Il 1992 è considerato un “anno nero” per l’Italia. È l’anno in cui esplose il caso “tangentopoli” e nel quale vi furono le stragi di Capaci e via D’Amelio, con le bombe della mafia che uccisero i giudici Falcone e Borsellino.
A gennaio la politica era prevalentemente già indirizzata a fare conti con le elezioni politiche previste per il 5 e 6 aprile. Anche a Pisa il tema principale era quello della individuazione delle candidature. Per il PDS il problema si intrecciava strettamente anche con l’impegno delle sezioni territoriali per la campagna di tesseramento, che dopo le fratture del congresso non si presentava facile. Fu comunque organizzato un percorso ampio e diffuso di consultazione della base sulle proposte da portare al vaglio del Comitato Federale.
La scelta fu quella di candidare Maria Taddei al Senato nel collegio di Volterra e Salvatore Senese, Luciano Ghelli, Giovanni Brunale e Maria Giulia Burresi nella circoscrizione della Camera. Particolarmente significativa era la candidatura come indipendente di Senese, magistrato con ruoli prestigiosi e con un profilo morale e culturale notevole, che mirava a mobilitare energie democratiche e di sinistra anche fuori dai partiti. Fu una campagna elettorale impegnativa e vivace con iniziative molto partecipate in occasione di incontri con Rodota’, Ingrao, D’Alema e Occhetto che parlò all’Universita’. Il 17 di febbraio ci fu a Milano il primo arresto per corruzione, quello di Mario Chiesa, dal quale prese il via l’operazione poi chiamata “mani pulite”. Ma il carattere dirompente di “tangentopoli” emerse in tutta la sua forza dopo le elezioni di aprile. I risultati elettorali registrarono un arretramento importante della DC, che scese sotto il 30%, e del PSI che invertiva la tendenza alla crescita, mentre il PDS si attestava sul 16,6 e Rifondazione Comunista sul 5,6.
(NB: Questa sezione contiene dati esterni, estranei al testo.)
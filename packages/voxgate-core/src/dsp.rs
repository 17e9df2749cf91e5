//! Frame DSP: gain, one-pole IIR smoothing, soft clip, quantize.
//!
//! Converts an unbounded lazy sequence of float32 PCM samples into a lazy
//! sequence of fixed-width 882-byte frames. The stage order and constants
//! are fixed by the wire contract (see `protocol_constants`) so that given
//! identical input samples, output frames are byte-identical across runs.

use bytes::{BufMut, Bytes, BytesMut};

use crate::protocol_constants::{DSP_GAIN, DSP_SMOOTHING_ALPHA, FRAME_BYTES, FRAME_SAMPLES};

/// Per-stream DSP state: the one-pole filter's previous output and the
/// partially-filled sample buffer for the frame currently being assembled.
///
/// One `FrameDsp` is owned by exactly one stream and destroyed with it; the
/// filter state never crosses stream boundaries.
pub struct FrameDsp {
    y_prev: f32,
    buffer: Vec<f32>,
}

impl Default for FrameDsp {
    fn default() -> Self {
        Self::new()
    }
}

impl FrameDsp {
    /// Creates a fresh DSP stage with filter state initialised to 0.0.
    pub fn new() -> Self {
        Self {
            y_prev: 0.0,
            buffer: Vec::with_capacity(FRAME_SAMPLES),
        }
    }

    /// Applies gain, smoothing, and soft clip to one sample, returning the
    /// conditioned float value (still in `[-1, 1]` after soft clip).
    fn condition_sample(&mut self, x: f32) -> f32 {
        let gained = x * DSP_GAIN;
        let y = DSP_SMOOTHING_ALPHA * gained + (1.0 - DSP_SMOOTHING_ALPHA) * self.y_prev;
        self.y_prev = y;
        soft_clip(y)
    }

    /// Feeds samples through gain -> smoothing -> soft clip -> quantize,
    /// assembling full 882-byte frames as the 441-sample buffer fills.
    /// Returns zero or more complete frames; any remainder stays buffered
    /// for the next call or for `finish`.
    pub fn push_samples(&mut self, samples: impl IntoIterator<Item = f32>) -> Vec<Bytes> {
        let mut frames = Vec::new();
        for x in samples {
            let conditioned = self.condition_sample(x);
            self.buffer.push(conditioned);
            if self.buffer.len() == FRAME_SAMPLES {
                frames.push(assemble_frame(&self.buffer));
                self.buffer.clear();
            }
        }
        frames
    }

    /// Flushes any trailing partial buffer as one final, zero-padded frame.
    /// Returns `None` if no samples are buffered (an exact multiple of 441
    /// samples were already emitted as full frames).
    pub fn finish(&mut self) -> Option<Bytes> {
        if self.buffer.is_empty() {
            return None;
        }
        let frame = assemble_frame(&self.buffer);
        self.buffer.clear();
        Some(frame)
    }
}

/// Soft clip: exponential saturation in place of a hard clip, avoiding the
/// discontinuity a hard clamp would introduce at the boundary.
fn soft_clip(x: f32) -> f32 {
    if x > 1.0 {
        1.0 - (-(x - 1.0)).exp()
    } else if x < -1.0 {
        -1.0 + (-(x.abs() - 1.0)).exp()
    } else {
        x
    }
}

/// Quantizes conditioned float samples to 16-bit LE and zero-pads a partial
/// buffer to a full 882-byte frame.
fn assemble_frame(samples: &[f32]) -> Bytes {
    let mut out = BytesMut::with_capacity(FRAME_BYTES);
    for &s in samples {
        out.put_i16_le(quantize(s));
    }
    for _ in samples.len()..FRAME_SAMPLES {
        out.put_i16_le(0);
    }
    out.freeze()
}

fn quantize(x: f32) -> i16 {
    let scaled = (x * i16::MAX as f32).round();
    scaled.clamp(i16::MIN as f32, i16::MAX as f32) as i16
}

#[cfg(test)]
mod tests {
    use super::*;
    use crate::protocol_constants::FRAME_BYTES;

    #[test]
    fn silence_produces_silent_frame() {
        let mut dsp = FrameDsp::new();
        let frames = dsp.push_samples(vec![0.0f32; FRAME_SAMPLES]);
        assert_eq!(frames.len(), 1);
        assert_eq!(frames[0].len(), FRAME_BYTES);
        assert!(frames[0].iter().all(|&b| b == 0));
    }

    #[test]
    fn exact_multiple_of_frame_size_needs_no_finish() {
        let mut dsp = FrameDsp::new();
        let frames = dsp.push_samples(vec![0.1f32; FRAME_SAMPLES * 2]);
        assert_eq!(frames.len(), 2);
        assert!(dsp.finish().is_none());
    }

    #[test]
    fn trailing_partial_frame_is_zero_padded() {
        let mut dsp = FrameDsp::new();
        let frames = dsp.push_samples(vec![0.1f32; 100]);
        assert!(frames.is_empty());
        let last = dsp.finish().expect("partial buffer should flush");
        assert_eq!(last.len(), FRAME_BYTES);
        // Bytes 200.. (100 samples * 2 bytes) are the zero-padded tail.
        assert!(last[200..].iter().all(|&b| b == 0));
    }

    #[test]
    fn zero_sample_stream_produces_zero_frames() {
        let mut dsp = FrameDsp::new();
        let frames = dsp.push_samples(Vec::<f32>::new());
        assert!(frames.is_empty());
        assert!(dsp.finish().is_none());
    }

    #[test]
    fn deterministic_across_runs() {
        let samples: Vec<f32> = (0..1000).map(|i| (i as f32 * 0.01).sin() * 0.5).collect();

        let mut dsp_a = FrameDsp::new();
        let mut frames_a = dsp_a.push_samples(samples.clone());
        frames_a.extend(dsp_a.finish());

        let mut dsp_b = FrameDsp::new();
        let mut frames_b = dsp_b.push_samples(samples);
        frames_b.extend(dsp_b.finish());

        assert_eq!(frames_a, frames_b);
    }

    #[test]
    fn soft_clip_saturates_without_hard_cutoff() {
        assert!((soft_clip(0.5) - 0.5).abs() < 1e-6);
        assert!(soft_clip(2.0) < 1.0);
        assert!(soft_clip(-2.0) > -1.0);
    }

    #[test]
    fn iir_converges_toward_gained_constant_input() {
        let mut dsp = FrameDsp::new();
        // Below the soft-clip threshold after gain: 0.3 * 1.8 = 0.54.
        let target = 0.3 * DSP_GAIN;
        for _ in 0..200 {
            dsp.condition_sample(0.3);
        }
        assert!((dsp.y_prev - target).abs() < 1e-3);
    }
}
La novità di quelle elezioni fu il successo della Lega Nord di Bossi che superò l’8% e in misura minore La Rete di Orlando che interpretava una domanda di rinnovamento della politica. Se il pentapartito segnava una sconfitta la sinistra non aveva comunque di che festeggiare. A Pisa il PDS prese il 26%, undici punti percentuali in meno del PCI, e Rifondazione prese il 9,3%. DC e PSI arretrarono e la maggioranza pentapartito che governava il Comune ne uscì politicamente indebolita. Gli eletti del PDS furono Maria Taddei al Senato e Salvatore Senese e Giovanni Brunale alla Camera. Negli organismi dirigenti si avviò subito una riflessione sul voto e sull’esigenza di attivare una iniziativa politica sui temi della città con l’obbiettivo di costruire una proposta e uno schieramento vincente per le amministrative del 1995 (ancora non c’era l’elezione diretta del Sindaco e anche per i consigli comunali vigeva il sistema proporzionale).
Un primo terreno di iniziativa e di confronto si creò a metà aprile, in occasione della Pasqua, con la “lettera aperta a tutti gli uomini di buona volontà” scritta dall’Arcivescovo Alessandro Plotti. Si trattava di un appello rivolto alla città, e in primo luogo alle forze politiche sociali, che sollecitava dialogo e incontro per sostenere i “bisogni legittimi e inalienabili dell’uomo, come il lavoro, la casa, la sicurezza sociale, l’assistenza sanitaria e la difesa dei diritti e della dignità della persona e della famiglia”.
Il punto di partenza del ragionamento faceva riferimento alla situazione delle fabbriche e in primo luogo della Piaggio, in cui venivano messi in discussione i livelli di occupazione e il futuro dei lavoratori e degli strati sociali più deboli. Nella lettera c’era anche una eco di ciò che stava avvenendo a Milano, con l’affermazione “Si tagli l’iniquo legame tra politica e affari”.
Il PDS fu il primo partito che rispose all’appello e si attivò per favorire un confronto costruttivo, mentre nella maggioranza di pentapartito in Comune permanevano divergenze che paralizzavano l’Amministrazione. Infatti prima della metà di maggio si aprì una crisi che portò il Sindaco Sergio Cortopassi a minacciare le dimissioni.